Just after arriving at work I heard this song on the radio, and I swear (if it is indeed that old) I hadn’t heard it in ten years. It was real blonde young girl 90s pop. I spent the rest of my time trying to remember the lyrics of the chorus, so I could look it up; which I still haven’t done, so I don’t know who it was or what it’s called but it went “What I am is what I am, and what you are oh why.” It was really cool.
But aside from this, in half celebrating the fact that I feel pretty grounded at the moment, I would like to take the opportunity to apologise, again, but this time for the whole incident. My uh, how do you say – “minor freak out.” The things that I have been dealing with have been pretty big; to me they are everything, my dreams, hopes and future. They have all changed in the course of this blog. You have been there as I have mostly sorted out my Amanda situation and my singing teacher has told me the truth about my chosen university.
But I have found that there are other courses out there, one not necessarily far away and some more specialised and less specialised ones as well. I will only know what I am aiming for once the course guide comes out in June or July, but then I will only know if I have got into one in January. But the whole thing might be a lot further away than I think.

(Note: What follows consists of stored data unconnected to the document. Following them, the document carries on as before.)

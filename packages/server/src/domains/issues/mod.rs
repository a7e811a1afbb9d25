//! Issues and the properties they are raised against.

pub mod models;

pub use models::{Issue, IssuePriority, IssueStatus, Property};
use anyhow::Result;
use chrono::{DateTime, Utc};
use serde::{Deserialize, Serialize};
use sqlx::PgPool;
use std::fmt;

use crate::common::{DispatchAssignmentId, HandymanId, IssueId};
use crate::domains::issues::Issue;

#[derive(Debug, Clone, Copy, PartialEq, Eq, Hash, Serialize, Deserialize, sqlx::Type)]
#[sqlx(type_name = "dispatch_status", rename_all = "snake_case")]
#[serde(rename_all = "snake_case")]
pub enum DispatchStatus {
    Pending,
    Accepted,
    Declined,
    Canceled,
    Escalated,
}

impl DispatchStatus {
    pub fn as_str(&self) -> &'static str {
        match self {
            Self::Pending => "pending",
            Self::Accepted => "accepted",
            Self::Declined => "declined",
            Self::Canceled => "canceled",
            Self::Escalated => "escalated",
        }
    }

    pub fn is_terminal(&self) -> bool {
        !matches!(self, Self::Pending)
    }
}

impl fmt::Display for DispatchStatus {
    fn fmt(&self, f: &mut fmt::Formatter<'_>) -> fmt::Result {
        f.write_str(self.as_str())
    }
}

/// One offer of one issue to one handyman.
#[derive(Debug, Clone, PartialEq, Serialize, Deserialize, sqlx::FromRow)]
pub struct DispatchAssignment {
    pub id: DispatchAssignmentId,
    pub issue_id: IssueId,
    pub handyman_id: HandymanId,
    pub status: DispatchStatus,
    pub dispatch_time: DateTime<Utc>,
    /// Stamped by the first definitive reply only.
    pub response_time: Option<DateTime<Utc>>,
    /// Follow-up reminders already claimed by the escalation sweep.
    pub follow_up_count: i32,
    pub last_follow_up_at: Option<DateTime<Utc>>,
    /// Gateway id of the original offer message.
    pub message_sid: Option<String>,
    /// Gateway id of the reply that resolved this row. Unique across rows, so a
    /// redelivered webhook can never resolve a second offer.
    pub inbound_message_sid: Option<String>,
}

impl DispatchAssignment {
    pub fn pending(issue_id: IssueId, handyman_id: HandymanId, now: DateTime<Utc>) -> Self {
        Self {
            id: DispatchAssignmentId::new(),
            issue_id,
            handyman_id,
            status: DispatchStatus::Pending,
            dispatch_time: now,
            response_time: None,
            follow_up_count: 0,
            last_follow_up_at: None,
            message_sid: None,
            inbound_message_sid: None,
        }
    }

    /// Minutes between dispatch and the recorded reply.
    pub fn response_minutes(&self) -> Option<f64> {
        self.response_time
            .map(|responded| (responded - self.dispatch_time).num_seconds() as f64 / 60.0)
    }

    pub async fn find_by_id(id: DispatchAssignmentId, pool: &PgPool) -> Result<Option<Self>> {
        sqlx::query_as::<_, Self>("SELECT * FROM dispatch_assignments WHERE id = $1")
            .bind(id)
            .fetch_optional(pool)
            .await
            .map_err(Into::into)
    }

    pub async fn find_for_issue(issue_id: IssueId, pool: &PgPool) -> Result<Vec<Self>> {
        sqlx::query_as::<_, Self>(
            "SELECT * FROM dispatch_assignments WHERE issue_id = $1 ORDER BY dispatch_time ASC",
        )
        .bind(issue_id)
        .fetch_all(pool)
        .await
        .map_err(Into::into)
    }

    pub async fn find_for_handyman(handyman_id: HandymanId, pool: &PgPool) -> Result<Vec<Self>> {
        sqlx::query_as::<_, Self>(
            "SELECT * FROM dispatch_assignments WHERE handyman_id = $1 ORDER BY dispatch_time ASC",
        )
        .bind(handyman_id)
        .fetch_all(pool)
        .await
        .map_err(Into::into)
    }

    pub async fn find_pending(pool: &PgPool) -> Result<Vec<Self>> {
        sqlx::query_as::<_, Self>(
            "SELECT * FROM dispatch_assignments WHERE status = 'pending' ORDER BY dispatch_time ASC",
        )
        .fetch_all(pool)
        .await
        .map_err(Into::into)
    }

    /// Insert a pending row unless one already exists for the pair.
    ///
    /// Backed by the partial unique index on `(issue_id, handyman_id) WHERE status = 'pending'`,
    /// so concurrent callers race on the index rather than on a read-then-write.
    pub async fn insert_pending(&self, pool: &PgPool) -> Result<Option<Self>> {
        sqlx::query_as::<_, Self>(
            r#"
            INSERT INTO dispatch_assignments (id, issue_id, handyman_id, status, dispatch_time)
            VALUES ($1, $2, $3, 'pending', $4)
            ON CONFLICT (issue_id, handyman_id) WHERE status = 'pending' DO NOTHING
            RETURNING *
            "#,
        )
        .bind(self.id)
        .bind(self.issue_id)
        .bind(self.handyman_id)
        .bind(self.dispatch_time)
        .fetch_optional(pool)
        .await
        .map_err(Into::into)
    }

    pub async fn find_by_inbound_sid(inbound_message_sid: &str, pool: &PgPool) -> Result<Option<Self>> {
        sqlx::query_as::<_, Self>("SELECT * FROM dispatch_assignments WHERE inbound_message_sid = $1")
            .bind(inbound_message_sid)
            .fetch_optional(pool)
            .await
            .map_err(Into::into)
    }

    /// Compare-and-swap out of `pending`. `None` means the row already left `pending`
    /// or `inbound_message_sid` already resolved another row.
    ///
    /// Moving to `accepted` assigns the issue in the same transaction, so the row and
    /// the issue never disagree.
    pub async fn transition_from_pending(
        id: DispatchAssignmentId,
        to: DispatchStatus,
        response_time: Option<DateTime<Utc>>,
        inbound_message_sid: Option<&str>,
        pool: &PgPool,
    ) -> Result<Option<Self>> {
        let mut tx = pool.begin().await?;

        let updated = sqlx::query_as::<_, Self>(
            r#"
            UPDATE dispatch_assignments
            SET status = $2,
                response_time = COALESCE(response_time, $3),
                inbound_message_sid = COALESCE(inbound_message_sid, $4)
            WHERE id = $1 AND status = 'pending'
            RETURNING *
            "#,
        )
        .bind(id)
        .bind(to)
        .bind(response_time)
        .bind(inbound_message_sid)
        .fetch_optional(&mut *tx)
        .await;

        let updated = match updated {
            Ok(Some(row)) => row,
            Ok(None) => return Ok(None),
            // Redelivered reply: the sid is already on another row
            Err(e) if is_unique_violation(&e) => return Ok(None),
            Err(e) => return Err(e.into()),
        };

        if updated.status == DispatchStatus::Accepted {
            Issue::mark_assigned(updated.issue_id, updated.handyman_id, &mut *tx).await?;
        }

        tx.commit().await?;
        Ok(Some(updated))
    }

    /// Claim the next follow-up slot. Only one sweep can move the counter past `expected`.
    pub async fn claim_follow_up(
        id: DispatchAssignmentId,
        expected: i32,
        now: DateTime<Utc>,
        pool: &PgPool,
    ) -> Result<Option<Self>> {
        sqlx::query_as::<_, Self>(
            r#"
            UPDATE dispatch_assignments
            SET follow_up_count = follow_up_count + 1,
                last_follow_up_at = $3
            WHERE id = $1 AND status = 'pending' AND follow_up_count = $2
            RETURNING *
            "#,
        )
        .bind(id)
        .bind(expected)
        .bind(now)
        .fetch_optional(pool)
        .await
        .map_err(Into::into)
    }

    pub async fn record_message_sid(
        id: DispatchAssignmentId,
        message_sid: &str,
        pool: &PgPool,
    ) -> Result<()> {
        sqlx::query("UPDATE dispatch_assignments SET message_sid = $2 WHERE id = $1")
            .bind(id)
            .bind(message_sid)
            .execute(pool)
            .await?;
        Ok(())
    }
}

fn is_unique_violation(e: &sqlx::Error) -> bool {
    e.as_database_error()
        .map(|db| db.is_unique_violation())
        .unwrap_or(false)
}

#[cfg(test)]
mod tests {
    use super::*;
    use chrono::Duration;

    #[test]
    fn only_pending_is_non_terminal() {
        assert!(!DispatchStatus::Pending.is_terminal());
        for status in [
            DispatchStatus::Accepted,
            DispatchStatus::Declined,
            DispatchStatus::Canceled,
            DispatchStatus::Escalated,
        ] {
            assert!(status.is_terminal(), "{} should be terminal", status);
        }
    }

    #[test]
    fn response_minutes_is_fractional() {
        let now = Utc::now();
        let mut assignment = DispatchAssignment::pending(IssueId::new(), HandymanId::new(), now);
        assert_eq!(assignment.response_minutes(), None);
        assignment.response_time = Some(now + Duration::seconds(90));
        assert_eq!(assignment.response_minutes(), Some(1.5));
    }
}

I told you about the problem I may face with having to move closer to the university, this of course cannot happen in the two months between acceptance and term commencement. So the logical option may be that I defer and take a gap year to move and sort it all out. I am only cautious because I see myself doing what I do on my holidays and sleeping in till midday, eating badly and generally getting out of the study habit, making university harder than it needs to be. But on the upside the time will be good, it might slow down an otherwise hectic period in anyone’s life and I will be able to get used to living in my new house and start university at the same time as most of my friends.
But as I said, a LONG way off yet. Still. Thank goodness.
I have, in light of this, been taking stock of my song poem things. I did this before and now quite a few of them feature scribbles critiquing their quality, reminding me which other song I was trying to capture the essence of and instruments that could be used in its performance. But this time I didn’t write anything, I tried to sing, not for the value of my voice, but to see how different the songs were melody and rhythm wise. They were not exceptionally varied, some did reflect the song essence I was trying to capture, some were limited by my voice and obvious lack of musical ability and instruments. But then I thought, this great varied conceptual thing that I am hoping to achieve, first of all takes years to perfect; second, needs musicians; and third, I will be writing songs and improving forever. Continually changing and recapturing this thing, always, this is my thing and this is what I do. I needn’t stress about what I have now, people hardly ever use songs that they wrote when they were, well I started this batch when I was 13; and now I think they are just getting good. I think this batch might have a shot at something.
I must not let all the importance and stress let me forget that all of this university/gap year thing is terribly exciting. It’s not going to be the death of me, it’s going to be the start of something amazing.
And just because I can and it has been FOREVER since I posted some photos; here are some I took recently. My fish in their tank with their ceramic outhouse model, the only thing that I made in year 9 ceramics that was remotely suitable for a fish tank. I prefer to think of it as an art piece that makes a statement about global warming. “The Melbourne Backyard 2040.”
And this gorgeous picture of what is no doubt a planet (Jupiter perhaps?) near sunrise at about six in the morning.